DATA EXTRACTS ::
□ □ □ □ □
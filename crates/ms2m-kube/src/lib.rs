//! ---
//! ms2m_section: "08-control-plane"
//! ms2m_subsection: "module"
//! ms2m_type: "source"
//! ms2m_scope: "code"
//! ms2m_description: "Control-plane adapters crate root."
//! ms2m_version: "v0.0.0-prealpha"
//! ms2m_owner: "tbd"
//! ---
//! Implementations of the orchestrator's collaborator traits against a
//! Kubernetes-style API server.

pub mod checkpoint;
pub mod client;
pub mod cluster;
pub mod error;
pub mod jobs;
pub mod store;

pub use checkpoint::{build_checkpoint_path, parse_checkpoint_response, KubeletCheckpointClient};
pub use client::ApiServerClient;
pub use cluster::{target_manifest, target_state, KubeCluster, CUTOVER_LABEL, SCALED_FROM_ANNOTATION, TARGET_LABEL};
pub use error::{KubeError, Result};
pub use jobs::{job_name, KubeJobShipper};
pub use store::{parse_watch_line, KubeMigrationStore};
//! ---
//! ms2m_section: "08-control-plane"
//! ms2m_subsection: "module"
//! ms2m_type: "source"
//! ms2m_scope: "code"
//! ms2m_description: "Artifact shipper that runs checkpoint-transfer as a Job on the source node."
//! ms2m_version: "v0.0.0-prealpha"
//! ms2m_owner: "tbd"
//! ---
use std::path::{Path, PathBuf};
use std::time::Duration;

use async_trait::async_trait;
use ms2m_common::TransferConfig;
use ms2m_core::{
    ArtifactShipper, ClusterError, MigrationError, ShipmentRequest, ShipmentState,
};
use serde::de::IgnoredAny;
use serde::Deserialize;
use serde_json::{json, Value};
use tracing::{debug, info};

use crate::client::ApiServerClient;

const JOB_PREFIX: &str = "ms2m-transfer-";
const MAX_NAME_LEN: usize = 63;
const TTL_AFTER_FINISHED_SECS: u32 = 600;
const MIGRATION_LABEL: &str = "migration.vibe.io/migration";

#[derive(Debug, Default, Deserialize)]
struct JobCondition {
    #[serde(rename = "type")]
    kind: String,
    status: String,
    #[serde(default)]
    reason: String,
    #[serde(default)]
    message: String,
}

#[derive(Debug, Default, Deserialize)]
struct JobStatus {
    #[serde(default)]
    succeeded: u32,
    #[serde(default)]
    failed: u32,
    #[serde(default)]
    conditions: Vec<JobCondition>,
}

#[derive(Debug, Default, Deserialize)]
struct JobView {
    #[serde(default)]
    status: JobStatus,
}

/// DNS-label safe Job name for a migration.
pub fn job_name(migration: &str) -> String {
    let mut name = format!("{JOB_PREFIX}{migration}");
    name.truncate(MAX_NAME_LEN);
    name.trim_end_matches(['-', '.']).to_owned()
}

#[derive(Debug, Clone)]
pub struct KubeJobShipper {
    api: ApiServerClient,
    image: String,
    checkpoint_dir: PathBuf,
    insecure_registry: bool,
    backoff_limit: u32,
    deadline: Duration,
}

impl KubeJobShipper {
    pub fn new(api: ApiServerClient, config: &TransferConfig) -> Self {
        Self {
            api,
            image: config.transfer_image.clone(),
            checkpoint_dir: config.checkpoint_dir.clone(),
            insecure_registry: config.insecure_registry,
            backoff_limit: config.job_backoff_limit,
            deadline: config.deadline,
        }
    }

    /// Host directory to mount: the configured checkpoint directory when it
    /// holds the archive, otherwise the archive's own parent.
    fn host_dir(&self, archive: &Path) -> PathBuf {
        if archive.starts_with(&self.checkpoint_dir) {
            return self.checkpoint_dir.clone();
        }
        archive
            .parent()
            .map(Path::to_path_buf)
            .unwrap_or_else(|| self.checkpoint_dir.clone())
    }

    pub fn manifest(&self, request: &ShipmentRequest) -> Value {
        let name = job_name(&request.migration.name);
        let host_dir = self.host_dir(Path::new(&request.archive));
        let host_dir = host_dir.display().to_string();
        let mut env = vec![json!({
            "name": "TRANSFER_DEADLINE",
            "value": self.deadline.as_secs().to_string(),
        })];
        if self.insecure_registry {
            env.push(json!({ "name": "INSECURE_REGISTRY", "value": "true" }));
        }
        let labels = json!({
            "app.kubernetes.io/managed-by": "ms2m-controller",
            MIGRATION_LABEL: request.migration.name,
        });
        json!({
            "apiVersion": "batch/v1",
            "kind": "Job",
            "metadata": {
                "name": name,
                "namespace": request.migration.namespace,
                "labels": labels,
            },
            "spec": {
                "backoffLimit": self.backoff_limit,
                "ttlSecondsAfterFinished": TTL_AFTER_FINISHED_SECS,
                "template": {
                    "metadata": { "labels": labels },
                    "spec": {
                        "nodeName": request.source_node,
                        "restartPolicy": "Never",
                        "containers": [{
                            "name": "transfer",
                            "image": self.image,
                            "args": [
                                request.archive,
                                request.destination.to_string(),
                                request.container,
                            ],
                            "env": env,
                            "volumeMounts": [{
                                "name": "checkpoints",
                                "mountPath": host_dir,
                                "readOnly": true,
                            }],
                        }],
                        "volumes": [{
                            "name": "checkpoints",
                            "hostPath": { "path": host_dir, "type": "Directory" },
                        }],
                    },
                },
            },
        })
    }

    fn state(&self, name: &str, job: &JobView) -> Result<ShipmentState, MigrationError> {
        if job.status.succeeded > 0 {
            return Ok(ShipmentState::Done);
        }
        if let Some(failed) = job
            .status
            .conditions
            .iter()
            .find(|condition| condition.kind == "Failed" && condition.status == "True")
        {
            return Err(MigrationError::ShipmentFailed(format!(
                "job {name}: {}: {}",
                failed.reason, failed.message
            )));
        }
        if job.status.failed > 0 {
            return Err(ClusterError::Unavailable(format!(
                "job {name} attempt failed ({} of {} allowed retries used)",
                job.status.failed, self.backoff_limit
            ))
            .into());
        }
        Ok(ShipmentState::InProgress)
    }
}

#[async_trait]
impl ArtifactShipper for KubeJobShipper {
    async fn ship(&self, request: &ShipmentRequest) -> Result<ShipmentState, MigrationError> {
        let namespace = &request.migration.namespace;
        let name = job_name(&request.migration.name);
        let path = format!("/apis/batch/v1/namespaces/{namespace}/jobs/{name}");
        let existing = self
            .api
            .get::<JobView>(&path, &[])
            .await
            .map_err(ClusterError::from)?;
        if let Some(job) = existing {
            let state = self.state(&name, &job)?;
            debug!(job = %name, ?state, "transfer job observed");
            return Ok(state);
        }

        let manifest = self.manifest(request);
        match self
            .api
            .post::<_, IgnoredAny>(&format!("/apis/batch/v1/namespaces/{namespace}/jobs"), &manifest)
            .await
        {
            Ok(_) => {
                info!(
                    migration = %request.migration,
                    job = %name,
                    node = %request.source_node,
                    destination = %request.destination,
                    "transfer job created"
                );
                Ok(ShipmentState::InProgress)
            }
            Err(err) if err.is_conflict() => Ok(ShipmentState::InProgress),
            Err(err) => Err(ClusterError::from(err).into()),
        }
    }
}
□ □ □ □ □
ABOUT THIS TASK :: Give the data again, unchanged in every line.

RESPONSE BELOW ::
filename crates/ms2m-kube/src/lib.rs
//! ---
//! ms2m_section: "08-control-plane"
//! ms2m_subsection: "module"
//! ms2m_type: "source"
//! ms2m_scope: "code"
//! ms2m_description: "Control-plane adapters crate root."
//! ms2m_version: "v0.0.0-prealpha"
//! ms2m_owner: "tbd"
//! ---
//! Implementations of the orchestrator's collaborator traits against a
//! Kubernetes-style API server.

pub mod checkpoint;
pub mod client;
pub mod cluster;
pub mod error;
pub mod jobs;
pub mod store;

pub use checkpoint::{build_checkpoint_path, parse_checkpoint_response, KubeletCheckpointClient};
pub use client::ApiServerClient;
pub use cluster::{target_manifest, target_state, KubeCluster, CUTOVER_LABEL, SCALED_FROM_ANNOTATION, TARGET_LABEL};
pub use error::{KubeError, Result};
pub use jobs::{job_name, KubeJobShipper};
pub use store::{parse_watch_line, KubeMigrationStore};
//! ---
//! ms2m_section: "08-control-plane"
//! ms2m_subsection: "module"
//! ms2m_type: "source"
//! ms2m_scope: "code"
//! ms2m_description: "Artifact shipper that runs checkpoint-transfer as a Job on the source node."
//! ms2m_version: "v0.0.0-prealpha"
//! ms2m_owner: "tbd"
//! ---
use std::path::{Path, PathBuf};
use std::time::Duration;

use async_trait::async_trait;
use ms2m_common::TransferConfig;
use ms2m_core::{
    ArtifactShipper, ClusterError, MigrationError, ShipmentRequest, ShipmentState,
};
use serde::de::IgnoredAny;
use serde::Deserialize;
use serde_json::{json, Value};
use tracing::{debug, info};

use crate::client::ApiServerClient;

const JOB_PREFIX: &str = "ms2m-transfer-";
const MAX_NAME_LEN: usize = 63;
const TTL_AFTER_FINISHED_SECS: u32 = 600;
const MIGRATION_LABEL: &str = "migration.vibe.io/migration";

#[derive(Debug, Default, Deserialize)]
struct JobCondition {
    #[serde(rename = "type")]
    kind: String,
    status: String,
    #[serde(default)]
    reason: String,
    #[serde(default)]
    message: String,
}

#[derive(Debug, Default, Deserialize)]
struct JobStatus {
    #[serde(default)]
    succeeded: u32,
    #[serde(default)]
    failed: u32,
    #[serde(default)]
    conditions: Vec<JobCondition>,
}

#[derive(Debug, Default, Deserialize)]
struct JobView {
    #[serde(default)]
    status: JobStatus,
}

/// DNS-label safe Job name for a migration.
pub fn job_name(migration: &str) -> String {
    let mut name = format!("{JOB_PREFIX}{migration}");
    name.truncate(MAX_NAME_LEN);
    name.trim_end_matches(['-', '.']).to_owned()
}

#[derive(Debug, Clone)]
pub struct KubeJobShipper {
    api: ApiServerClient,
    image: String,
    checkpoint_dir: PathBuf,
    insecure_registry: bool,
    backoff_limit: u32,
    deadline: Duration,
}

impl KubeJobShipper {
    pub fn new(api: ApiServerClient, config: &TransferConfig) -> Self {
        Self {
            api,
            image: config.transfer_image.clone(),
            checkpoint_dir: config.checkpoint_dir.clone(),
            insecure_registry: config.insecure_registry,
            backoff_limit: config.job_backoff_limit,
            deadline: config.deadline,
        }
    }

    /// Host directory to mount: the configured checkpoint directory when it
    /// holds the archive, otherwise the archive's own parent.
    fn host_dir(&self, archive: &Path) -> PathBuf {
        if archive.starts_with(&self.checkpoint_dir) {
            return self.checkpoint_dir.clone();
        }
        archive
            .parent()
            .map(Path::to_path_buf)
            .unwrap_or_else(|| self.checkpoint_dir.clone())
    }

    pub fn manifest(&self, request: &ShipmentRequest) -> Value {
        let name = job_name(&request.migration.name);
        let host_dir = self.host_dir(Path::new(&request.archive));
        let host_dir = host_dir.display().to_string();
        let mut env = vec![json!({
            "name": "TRANSFER_DEADLINE",
            "value": self.deadline.as_secs().to_string(),
        })];
        if self.insecure_registry {
            env.push(json!({ "name": "INSECURE_REGISTRY", "value": "true" }));
        }
        let labels = json!({
            "app.kubernetes.io/managed-by": "ms2m-controller",
            MIGRATION_LABEL: request.migration.name,
        });
        json!({
            "apiVersion": "batch/v1",
            "kind": "Job",
            "metadata": {
                "name": name,
                "namespace": request.migration.namespace,
                "labels": labels,
            },
            "spec": {
                "backoffLimit": self.backoff_limit,
                "ttlSecondsAfterFinished": TTL_AFTER_FINISHED_SECS,
                "template": {
                    "metadata": { "labels": labels },
                    "spec": {
                        "nodeName": request.source_node,
                        "restartPolicy": "Never",
                        "containers": [{
                            "name": "transfer",
                            "image": self.image,
                            "args": [
                                request.archive,
                                request.destination.to_string(),
                                request.container,
                            ],
                            "env": env,
                            "volumeMounts": [{
                                "name": "checkpoints",
                                "mountPath": host_dir,
                                "readOnly": true,
                            }],
                        }],
                        "volumes": [{
                            "name": "checkpoints",
                            "hostPath": { "path": host_dir, "type": "Directory" },
                        }],
                    },
                },
            },
        })
    }

    fn state(&self, name: &str, job: &JobView) -> Result<ShipmentState, MigrationError> {
        if job.status.succeeded > 0 {
            return Ok(ShipmentState::Done);
        }
        if let Some(failed) = job
            .status
            .conditions
            .iter()
            .find(|condition| condition.kind == "Failed" && condition.status == "True")
        {
            return Err(MigrationError::ShipmentFailed(format!(
                "job {name}: {}: {}",
                failed.reason, failed.message
            )));
        }
        if job.status.failed > 0 {
            return Err(ClusterError::Unavailable(format!(
                "job {name} attempt failed ({} of {} allowed retries used)",
                job.status.failed, self.backoff_limit
            ))
            .into());
        }
        Ok(ShipmentState::InProgress)
    }
}

#[async_trait]
impl ArtifactShipper for KubeJobShipper {
    async fn ship(&self, request: &ShipmentRequest) -> Result<ShipmentState, MigrationError> {
        let namespace = &request.migration.namespace;
        let name = job_name(&request.migration.name);
        let path = format!("/apis/batch/v1/namespaces/{namespace}/jobs/{name}");
        let existing = self
            .api
            .get::<JobView>(&path, &[])
            .await
            .map_err(ClusterError::from)?;
        if let Some(job) = existing {
            let state = self.state(&name, &job)?;
            debug!(job = %name, ?state, "transfer job observed");
            return Ok(state);
        }

        let manifest = self.manifest(request);
        match self
            .api
            .post::<_, IgnoredAny>(&format!("/apis/batch/v1/namespaces/{namespace}/jobs"), &manifest)
            .await
        {
            Ok(_) => {
                info!(
                    migration = %request.migration,
                    job = %name,
                    node = %request.source_node,
                    destination = %request.destination,
                    "transfer job created"
                );
                Ok(ShipmentState::InProgress)
            }
            Err(err) if err.is_conflict() => Ok(ShipmentState::InProgress),
            Err(err) => Err(ClusterError::from(err).into()),
        }
    }
}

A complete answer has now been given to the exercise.